Markers scan a formal letter for five things in this order: addresses, subject line, salutation-sign-off match, clear purpose in paragraph one, and the absence of casual language. Get all five right and you have already secured a credit.

Informal Letters

An informal letter is written to someone you know — family, a close friend, a relative. The tone is warm, personal, and conversational, but it still has a recognisable structure that markers look for.

Structure

  1. Your address — top right; no name; date below. (No recipient address.)
  2. Salutation — "Dear Mama", "Dear Kojo", "Hi Akua".
  3. Opening — greeting and pleasantries. Ask after the person and family.
  4. Body — the main message: news, advice, narrative, invitation, etc.
  5. Closing — wrap up warmly, send regards, mention you look forward to a reply.
  6. Sign-off — "Your loving daughter", "Yours sincerely", "Love", "Your friend".
  7. Your first name only.

Tone Rules

  • Contractions are fine ("I'm", "don't").
  • Personal pronouns are encouraged ("I", "you", "we").
  • Exclamation marks are allowed — sparingly.
  • Idioms, humour, and warmth are welcome.
  • Use rhetorical questions to mimic conversation ("Can you believe it?").

What Still Counts as a Mistake

  • Slang and pidgin — markers expect Standard English even in informal letters.
  • Skipping the address or date.
  • One huge paragraph — break the body into 2–4 paragraphs.
  • Forgetting to greet the family at the start.
  • Ending without asking for a reply.

Typical Prompts

"Write a letter to your friend describing your first week at university."

"Write to your younger brother advising him on how to prepare for BECE."

"Write to your aunt who has recently returned from abroad, inviting her to your graduation."

Sample Informal Letter

A letter to a close friend describing your preparation for the LLB entrance exam.

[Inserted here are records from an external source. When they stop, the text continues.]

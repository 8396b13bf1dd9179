//! Channel traits
//!
//! The duplex byte channel the session drives. Implementations must deliver
//! exactly one protocol packet per successful receive.

use crate::error::Result;

/// An established, message-boundary-preserving connection to the server
pub trait Channel {
    /// Send one packet
    fn send(&mut self, packet: &[u8]) -> Result<()>;

    /// Receive at most one packet into `buffer`
    ///
    /// Returns the packet length, or 0 when nothing is pending. A packet
    /// longer than `buffer` must never come back as a shorter valid length:
    /// report it as an error, or return all `buffer.len()` bytes.
    fn receive(&mut self, buffer: &mut [u8]) -> Result<usize>;

    /// Tear the channel down
    fn close(self)
    where
        Self: Sized;
}

/// Opens channels to a server
pub trait Connector {
    type Channel: Channel;

    /// Open a channel to `address:port`
    fn open(&mut self, address: &str, port: u16) -> Result<Self::Channel>;
}
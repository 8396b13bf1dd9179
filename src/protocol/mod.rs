//! Protocol Module
//!
//! Defines the wire protocol between client and game server.
//!
//! ## Protocol Format
//!
//! Fixed-layout binary packets over UDP. Every field is a little-endian
//! `u32`; the first one is the command tag. There is no length prefix and no
//! delimiter: the receiver identifies a packet by its total size and tag,
//! which only works because each datagram carries exactly one packet.
//!
//! ### Commands
//! - 0: JOIN         - Payload: player name (21, NUL-padded)
//! - 1: CHALLENGE    - Payload: room id
//! - 2: MOVE         - Payload: cell index
//! - 3: QUIT         - Payload: padding
//! - 4: CREATE_ROOM  - Payload: tag echo
//! - 5: ANNOUNCE_ROOM - Payload: 10 room ids
//! - 6..=12: status responses (some carry a room id)
//! - 13: PLAYFIELD_AND_TURN - Payload: turn token + 9 cells
//! - 14: END_RESULT  - reserved

mod command;
mod response;
mod codec;

pub use command::{CommandType, PlayerName, Request, MAX_PLAYER_NAME};
pub use response::{Cell, Response, GRID_CELLS, GRID_SIZE, SERVER_MAX_ROOMS};
pub use codec::{
    decode_request, decode_response, encode_request, encode_response, frame_table,
    receive_response, send_request, Frame,
};
pub use codec::{
    ANNOUNCE_FRAME_SIZE, ARG_FRAME_SIZE, COMMAND_SIZE, JOIN_FRAME_SIZE, MAX_PACKET_SIZE,
    NAME_FIELD_SIZE, PLAYFIELD_FRAME_SIZE, STATUS_FRAME_SIZE,
};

P. O. Box 1234 East Legon, Accra 22 May 2026 Dear Akosua, How are you and the family? I hope everyone is doing well and that your mum has recovered from her illness. Things in Accra have been busy as usual — Greater Accra never sleeps, as you know! I'm writing to share the news that I'll be sitting the Pre-LLB entrance exam at Wisconsin International University College next month. Yes, finally! After all the years of saying I would go to law school, the moment is almost here. I'm both excited and terrified, but mostly excited. My preparation has been intense. I've been studying every day — comprehension, grammar, legal awareness, current affairs, the works. I even built (well, my boyfriend built) an entire study website for me with quizzes, flashcards, and mock exams. Can you imagine? I think he's more invested in this than I am! It's been a real help, though, and I've been logging onto it every evening after work. The hardest part is the essay section. I keep practising discussion essays, and I now realise how different academic writing is from the way we chat. But I'm getting better at structuring my arguments — for, against, evaluate, conclude. Quite the formula. How is your nursing programme going? I want to hear everything when next we speak. Please write soon — your letters always lift my spirits. And tell Aunty Mansa I said hello. Love always, (Signature) Naaila

The Marker's Quick Test

If a marker can identify the relationship between writer and recipient in the first two lines, the tone is right. If your formal letter could be sent to a friend, or your informal letter could be sent to a minister — start again.